Under the agreement between Dell and Red Hat, the server maker will be able to sell the JBoss Enterprise Application Platform, which runs on Linux, Windows, or Unix, as well as the Red Hat Application Stack, which is a bundle of the JBoss on top of the new Red Hat Enterprise Linux 5 operating system and the MySQL database. Red Hat and Dell are also going to sell a bundle of Dell PowerEdge servers and RHEL 5 aimed at Web serving and other infrastructure workloads. Dell is selling the JBoss stack, but Red Hat is offering the back-end, level three tech support for the product.
Dell, Red Hat, and Advanced Micro Devices have also announced that they will create a Java solutions center in Austin, Texas, the hometown for both Dell and AMD. This center will be responsible for creating best practices for helping customers to port from Unix, mainframe, and other platforms to a Linux-JBoss or Windows-JBoss combination running on X64 iron.
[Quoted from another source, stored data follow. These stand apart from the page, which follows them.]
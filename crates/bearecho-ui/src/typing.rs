//! Reactive bindings for the typing animation engine.
//!
//! [`use_typing_animation`] owns a [`TypingAnimation`] for the lifetime of the
//! calling component, executes its timer commands with browser timers and
//! publishes a [`Snapshot`] signal the views render from.

use std::collections::HashMap;

use bearecho_core::{
    AnimationOptions, Snapshot, TickInterval, TimerId, TimerMode, TimerOp, TimerRequest,
    TypingAnimation,
};
use leptos::prelude::*;

/// A browser timer armed on behalf of the engine.
enum ActiveTimer {
    Interval(IntervalHandle),
    Timeout(TimeoutHandle),
}

impl ActiveTimer {
    fn clear(self) {
        match self {
            ActiveTimer::Interval(handle) => handle.clear(),
            ActiveTimer::Timeout(handle) => handle.clear(),
        }
    }
}

/// Engine plus the browser handles of every timer it asked for.
struct Driver {
    engine: TypingAnimation,
    timers: HashMap<TimerId, ActiveTimer>,
}

impl Driver {
    fn apply(&mut self, ops: Vec<TimerOp>, handle: TypingAnimationHandle) {
        for op in ops {
            match op {
                TimerOp::Arm(TimerRequest { id, mode, delay }) => {
                    let armed = match mode {
                        TimerMode::Repeating => {
                            set_interval_with_handle(move || handle.fire(id), delay)
                                .map(ActiveTimer::Interval)
                        }
                        TimerMode::Once => set_timeout_with_handle(move || handle.fire(id), delay)
                            .map(ActiveTimer::Timeout),
                    };
                    match armed {
                        Ok(timer) => {
                            self.timers.insert(id, timer);
                        }
                        Err(err) => tracing::warn!(%id, ?err, "failed to arm animation timer"),
                    }
                }
                TimerOp::Cancel(id) => {
                    if let Some(timer) = self.timers.remove(&id) {
                        timer.clear();
                    }
                }
            }
        }
    }
}

/// Handle to a running typing animation.
///
/// Cheap to copy; every copy controls the same engine.
#[derive(Clone, Copy)]
pub struct TypingAnimationHandle {
    driver: StoredValue<Driver>,
    snapshot: RwSignal<Snapshot>,
    speed: RwSignal<TickInterval>,
}

impl TypingAnimationHandle {
    /// Latest engine snapshot.
    pub fn snapshot(self) -> ReadSignal<Snapshot> {
        self.snapshot.read_only()
    }

    /// Revealed prefix of the target text.
    pub fn display_text(self) -> Signal<String> {
        let snapshot = self.snapshot;
        Signal::derive(move || snapshot.with(|s| s.display_text.clone()))
    }

    /// Whether the animation is playing.
    pub fn is_animating(self) -> Signal<bool> {
        let snapshot = self.snapshot;
        Signal::derive(move || snapshot.with(|s| s.is_animating))
    }

    /// Current tick interval.
    pub fn speed(self) -> Signal<TickInterval> {
        self.speed.into()
    }

    pub fn start(self) {
        self.dispatch(|driver| driver.engine.start());
    }

    pub fn pause(self) {
        self.dispatch(|driver| driver.engine.pause());
    }

    pub fn reset(self) {
        self.dispatch(|driver| driver.engine.reset());
    }

    pub fn set_speed(self, speed: TickInterval) {
        self.dispatch(|driver| driver.engine.set_speed(speed));
    }

    fn set_target(self, target: String) {
        self.dispatch(|driver| driver.engine.set_target(target));
    }

    fn fire(self, id: TimerId) {
        self.dispatch(|driver| {
            // A one-shot is spent once it fires; intervals stay until cancelled.
            if let Some(ActiveTimer::Timeout(_)) = driver.timers.get(&id) {
                driver.timers.remove(&id);
            }
            driver.engine.on_timer(id)
        });
    }

    fn dispose(self) {
        self.dispatch(|driver| driver.engine.dispose());
    }

    /// Run an engine operation, execute its timer commands and publish the
    /// new state. Does nothing once the owning component is gone.
    fn dispatch(self, op: impl FnOnce(&mut Driver) -> Vec<TimerOp>) {
        let Some((snapshot, speed)) = self.driver.try_update_value(|driver| {
            let ops = op(driver);
            driver.apply(ops, self);
            (driver.engine.snapshot(), driver.engine.speed())
        }) else {
            return;
        };

        if self.snapshot.try_with_untracked(|current| *current != snapshot) == Some(true) {
            self.snapshot.try_set(snapshot);
        }
        if self.speed.try_get_untracked() != Some(speed) {
            self.speed.try_set(speed);
        }
    }
}

/// Create a typing animation owned by the current reactive owner.
///
/// The animation is activated immediately (arming auto-start if enabled),
/// reset whenever `target` changes, and disposed together with the owner so
/// no timer outlives the component.
pub fn use_typing_animation(
    target: Signal<String>,
    options: AnimationOptions,
) -> TypingAnimationHandle {
    let speed = options.speed;
    let engine = TypingAnimation::new(target.get_untracked(), options);
    let snapshot = engine.snapshot();

    let handle = TypingAnimationHandle {
        driver: StoredValue::new(Driver {
            engine,
            timers: HashMap::new(),
        }),
        snapshot: RwSignal::new(snapshot),
        speed: RwSignal::new(speed),
    };
    handle.dispatch(|driver| driver.engine.activate());

    Effect::new(move |previous: Option<String>| {
        let text = target.get();
        if previous.is_some() {
            handle.set_target(text.clone());
        }
        text
    });

    on_cleanup(move || handle.dispose());

    handle
}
As far as Red Hat is concerned, the deal with Dell is the result of its plan to expand its JBoss channel. JBoss had a very skinny presence in Europe and none at all in Asia/Pacific before Red Hat acquired it last year, and the deal with Dell extends the reach of JBoss considerably. (Admittedly, Dell is but a piece of that channel expansion puzzle.) According to Mike Evans, vice president for corporate development at Red Hat, RHEL is more broadly distributed than JBoss, in geographic and channel terms, and JBoss will in some cases be pushed out through a different set of channels. In the case of Dell, both RHEL and JBoss can be sold by the same company. The important thing is that Red Hat wants to chase what Evans characterizes as a $5 billion middleware opportunity, and it will employ Dell and anyone else it can to try to take down some of that money.